The following table sets out the assessment of the fair value of assets and liabilities acquired in the acquisition made by the Group during the period.

The fair value assessments of assets and liabilities acquired and the amounts recognised as goodwill and intangible assets have only been determined provisionally due to the timing of the acquisition and future amendments may impact classification in these categories.

US$'000  Unaudited
Six months
to 31 August
Assets acquired 
Non-current assets  481    
Current assets  3 052    
Current liabilities  (9 152)   
Net assets acquired  (5 619)   
Intangible assets  5 869    
Goodwill  802    
Fair value of acquisitions  1 052    
Purchase consideration 
Cash  7 796    
Total consideration  7 796    
Cash outflow for acquisitions 
Cash and cash equivalents acquired  (900)   
Cash consideration paid  7 796    
   Fair value of acquisition  1 052    
   Allolio&Konrad debt paid to seller (included in current liabilities above) 6 744    
Net cash outflow for acquisitions  6 896    
Opening balance*  241 369    
Acquisitions  802    
Disposals  (1 335)   
Translation  3 030    
Closing balance*  243 866    
* The opening and closing balance of goodwill reflects the gross carrying amount of goodwill. There were no accumulated impairments carried forward.
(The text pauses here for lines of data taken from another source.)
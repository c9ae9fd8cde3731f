use regex::Regex;
use thiserror::Error;

/// Stock figure as rendered by the shop template, e.g. `库存(12)`.
pub const DEFAULT_STOCK_PATTERN: &str = r"库存\((\d+)\)";
/// Price as rendered by the shop template.
pub const DEFAULT_PRICE_PATTERN: &str = r#"<span class="price-num">([0-9.]+)</span>"#;

#[derive(Debug, Error)]
pub enum PatternError {
    #[error("invalid {field} pattern: {source}")]
    Invalid {
        field: &'static str,
        #[source]
        source: regex::Error,
    },
    #[error("{field} pattern must contain a capture group")]
    MissingGroup { field: &'static str },
}

/// Result of scanning one page body.
///
/// Stock alone is usable (price falls back to the 0.0 sentinel downstream);
/// price alone is not, because stock changes are the primary trigger.
#[derive(Debug, Clone, Copy, PartialEq)]
pub enum Scan {
    Full { stock: u32, price: f64 },
    StockOnly { stock: u32 },
    /// No usable stock figure. `price_found` tells the caller which
    /// warning to raise.
    Missing { price_found: bool },
}

/// The two configured page patterns, compiled once at startup.
#[derive(Debug, Clone)]
pub struct Patterns {
    stock: Regex,
    price: Regex,
}

impl Patterns {
    pub fn compile(stock: &str, price: &str) -> Result<Self, PatternError> {
        Ok(Self {
            stock: compile_one("stock", stock)?,
            price: compile_one("price", price)?,
        })
    }

    /// Scan raw page text. A captured group that fails numeric parsing
    /// counts as missing for that field.
    pub fn scan(&self, text: &str) -> Scan {
        let stock = capture_u32(&self.stock, text);
        let price = capture_f64(&self.price, text);
        match (stock, price) {
            (Some(stock), Some(price)) => Scan::Full { stock, price },
            (Some(stock), None) => Scan::StockOnly { stock },
            (None, price) => Scan::Missing {
                price_found: price.is_some(),
            },
        }
    }
}

fn compile_one(field: &'static str, pattern: &str) -> Result<Regex, PatternError> {
    let re = Regex::new(pattern).map_err(|source| PatternError::Invalid { field, source })?;
    // captures_len counts the implicit whole-match group 0.
    if re.captures_len() < 2 {
        return Err(PatternError::MissingGroup { field });
    }
    Ok(re)
}

fn capture_u32(re: &Regex, text: &str) -> Option<u32> {
    re.captures(text)?.get(1)?.as_str().parse().ok()
}

fn capture_f64(re: &Regex, text: &str) -> Option<f64> {
    let value: f64 = re.captures(text)?.get(1)?.as_str().parse().ok()?;
    (value >= 0.0).then_some(value)
}

#[cfg(test)]
mod tests {
    use super::*;

    fn patterns() -> Patterns {
        Patterns::compile(DEFAULT_STOCK_PATTERN, DEFAULT_PRICE_PATTERN).expect("default patterns")
    }

    #[test]
    fn both_fields_extracted_exactly() {
        let page = r#"<h1>小黑子注册码</h1>库存(42)<span class="price-num">19.9</span>"#;
        assert_eq!(
            patterns().scan(page),
            Scan::Full {
                stock: 42,
                price: 19.9
            }
        );
    }

    #[test]
    fn stock_alone_is_usable() {
        let page = "库存(7) no price markup here";
        assert_eq!(patterns().scan(page), Scan::StockOnly { stock: 7 });
    }

    #[test]
    fn price_alone_is_not_usable() {
        let page = r#"<span class="price-num">19.9</span>"#;
        assert_eq!(patterns().scan(page), Scan::Missing { price_found: true });
    }

    #[test]
    fn neither_field_found() {
        assert_eq!(
            patterns().scan("sold out page"),
            Scan::Missing { price_found: false }
        );
    }

    #[test]
    fn unparseable_price_counts_as_missing() {
        // `[0-9.]+` can capture bare dots, which are not a number.
        let page = r#"库存(3)<span class="price-num">...</span>"#;
        assert_eq!(patterns().scan(page), Scan::StockOnly { stock: 3 });
    }

    #[test]
    fn zero_stock_is_a_valid_reading() {
        let page = "库存(0)";
        assert_eq!(patterns().scan(page), Scan::StockOnly { stock: 0 });
    }

    #[test]
    fn pattern_without_capture_group_rejected() {
        let err = Patterns::compile(r"库存\(\d+\)", DEFAULT_PRICE_PATTERN)
            .expect_err("should reject groupless pattern");
        assert!(matches!(err, PatternError::MissingGroup { field: "stock" }));
    }

    #[test]
    fn invalid_pattern_rejected() {
        let err = Patterns::compile(r"库存\((\d+", DEFAULT_PRICE_PATTERN)
            .expect_err("should reject malformed regex");
        assert!(matches!(err, PatternError::Invalid { field: "stock", .. }));
    }
}
use std::time::Duration;

use anyhow::Result;
use extract::{Patterns, Scan};
use fetch::{FetchError, PageClient};
use futures::stream::{self, StreamExt};
use metrics::MonitorMetrics;
use notify::Alerter;
use state::{Observation, StateStore, TrackedItem};
use tracing::{error, info, warn};

/// What one cycle did.
#[derive(Debug, Clone, Copy, PartialEq, Eq)]
pub enum CycleOutcome {
    /// No page yielded a usable observation; nothing diffed, nothing
    /// committed. A first cycle ending here does not count as the
    /// baseline run.
    NoObservations,
    /// First populated cycle ever: baseline recorded, no notification.
    Initialized(usize),
    /// Every observation matched its committed entry.
    Unchanged,
    /// A change was flagged; the full n-item snapshot was sent and
    /// committed.
    Notified(usize),
}

pub struct Monitor<A> {
    items: Vec<TrackedItem>,
    client: PageClient,
    patterns: Patterns,
    max_workers: usize,
    interval: Duration,
    alerter: A,
    metrics: MonitorMetrics,
    store: StateStore,
}

impl<A: Alerter> Monitor<A> {
    pub fn new(
        items: Vec<TrackedItem>,
        client: PageClient,
        patterns: Patterns,
        max_workers: usize,
        interval: Duration,
        alerter: A,
        metrics: MonitorMetrics,
    ) -> Self {
        Self {
            items,
            client,
            patterns,
            // buffer_unordered(0) would never poll anything
            max_workers: max_workers.max(1),
            interval,
            alerter,
            metrics,
            store: StateStore::new(),
        }
    }

    pub fn store(&self) -> &StateStore {
        &self.store
    }

    /// Run forever. A failed cycle is logged and the loop continues after
    /// the same fixed sleep; nothing in here is fatal.
    pub async fn run(mut self) -> Result<()> {
        info!(
            items = self.items.len(),
            interval_secs = self.interval.as_secs(),
            workers = self.max_workers,
            "monitor loop starting"
        );
        loop {
            match self.run_cycle().await {
                Ok(outcome) => info!(?outcome, "cycle complete"),
                Err(err) => error!(error = ?err, "cycle failed"),
            }
            tokio::time::sleep(self.interval).await;
        }
    }

    /// One full cycle: fan out fetch+extract for every tracked item, join,
    /// then diff/notify/commit.
    pub async fn run_cycle(&mut self) -> Result<CycleOutcome> {
        self.metrics.cycles.inc();
        let observations = self.observe_all().await;
        Ok(self.apply(observations).await)
    }

    /// Fetch and extract all tracked items with bounded concurrency. The
    /// collect is the cycle barrier: every result is in before the diff
    /// runs. Failures are logged here and dropped from the cycle.
    async fn observe_all(&self) -> Vec<Observation> {
        let results: Vec<(&TrackedItem, Result<Option<Observation>, FetchError>)> =
            stream::iter(self.items.iter())
                .map(|item| async move { (item, self.observe(item).await) })
                .buffer_unordered(self.max_workers)
                .collect()
                .await;

        let mut observations = Vec::with_capacity(results.len());
        for (item, result) in results {
            match result {
                Ok(Some(obs)) => observations.push(obs),
                Ok(None) => {}
                Err(err) => {
                    self.metrics.fetch_failures.inc();
                    error!(item = %item.name, url = %item.url, error = %err, "page fetch failed");
                }
            }
        }
        observations
    }

    async fn observe(&self, item: &TrackedItem) -> Result<Option<Observation>, FetchError> {
        let text = self.client.fetch_text(&item.url).await?;
        match self.patterns.scan(&text) {
            Scan::Full { stock, price } => {
                info!(item = %item.name, stock, price, "page observed");
                Ok(Some(Observation::new(item, stock, price)))
            }
            Scan::StockOnly { stock } => {
                warn!(item = %item.name, stock, "price not found on page, tracking stock only");
                Ok(Some(Observation::new(item, stock, 0.0)))
            }
            Scan::Missing { price_found } => {
                if price_found {
                    warn!(item = %item.name, "stock not found on page");
                } else {
                    warn!(item = %item.name, "stock and price not found on page");
                }
                Ok(None)
            }
        }
    }

    /// Diff the cycle's observations against the committed state and act.
    async fn apply(&mut self, mut observations: Vec<Observation>) -> CycleOutcome {
        if observations.is_empty() {
            warn!("no page yielded a usable observation, skipping cycle");
            return CycleOutcome::NoObservations;
        }

        if self.store.is_empty() {
            for obs in &observations {
                info!(item = %obs.name, stock = obs.stock, price = obs.price, "baseline recorded");
            }
            self.store.commit(&observations);
            return CycleOutcome::Initialized(observations.len());
        }

        if !snapshot_changed(&self.store, &observations) {
            return CycleOutcome::Unchanged;
        }

        observations.sort_by(|a, b| a.name.cmp(&b.name));
        info!(items = observations.len(), "change detected, sending notification");
        match self.alerter.send_snapshot(&observations).await {
            Ok(()) => {
                self.metrics.notifications.inc();
                info!("notification sent");
            }
            Err(err) => {
                self.metrics.notification_failures.inc();
                error!(error = %err, "notification delivery failed");
            }
        }
        // The commit is decided by the diff, not by delivery.
        self.store.commit(&observations);
        CycleOutcome::Notified(observations.len())
    }
}

/// True as soon as one observation differs from its committed entry: a url
/// with no prior entry, a stock difference, or a price difference (exact
/// compare; prices re-parse from the same markup, so no epsilon).
fn snapshot_changed(store: &StateStore, observations: &[Observation]) -> bool {
    observations.iter().any(|obs| match store.get(&obs.url) {
        None => true,
        Some(entry) => entry.stock != obs.stock || entry.price != obs.price,
    })
}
Effective 1 April 2020, Analysys Mason acquired 100% of the shares in Allolio&Konrad for EUR7 million cash (the equivalent of US$7.8 million ). The consideration paid included EUR6 million to settle debt of Allolio&Konrad with the seller. Allolio&Konrad is a consultancy based in Bonn, Germany with an extensive track record in the telecommunications industry and long-term client relationships with Europe's leading telecom operators. Due to the timing of this acquisition, the acquisition accounting has not been finalised. Acquisition-related costs of EUR0.2 million (the equivalent of US$0.3 million ) have been incurred on this acquisition.

As a result of this acquisition, goodwill and other intangible assets combined increased provisionally by US$6.7 million. None of the goodwill recognised is expected to be deductible for income tax purposes. The revenue and EBITDA included from these acquisitions in H1 FY21 were US$5.1 million and US$2.5 million respectively; profit after tax included from these acquisitions was US$1.4 million. Had the acquisition date been 1 March 2020, the revenue and EBITDA would have been approximately US$6.2 million and US$3.0 million respectively. It is not practical to establish profit after tax that would have been contributed to the Group if they had been included for the entire period.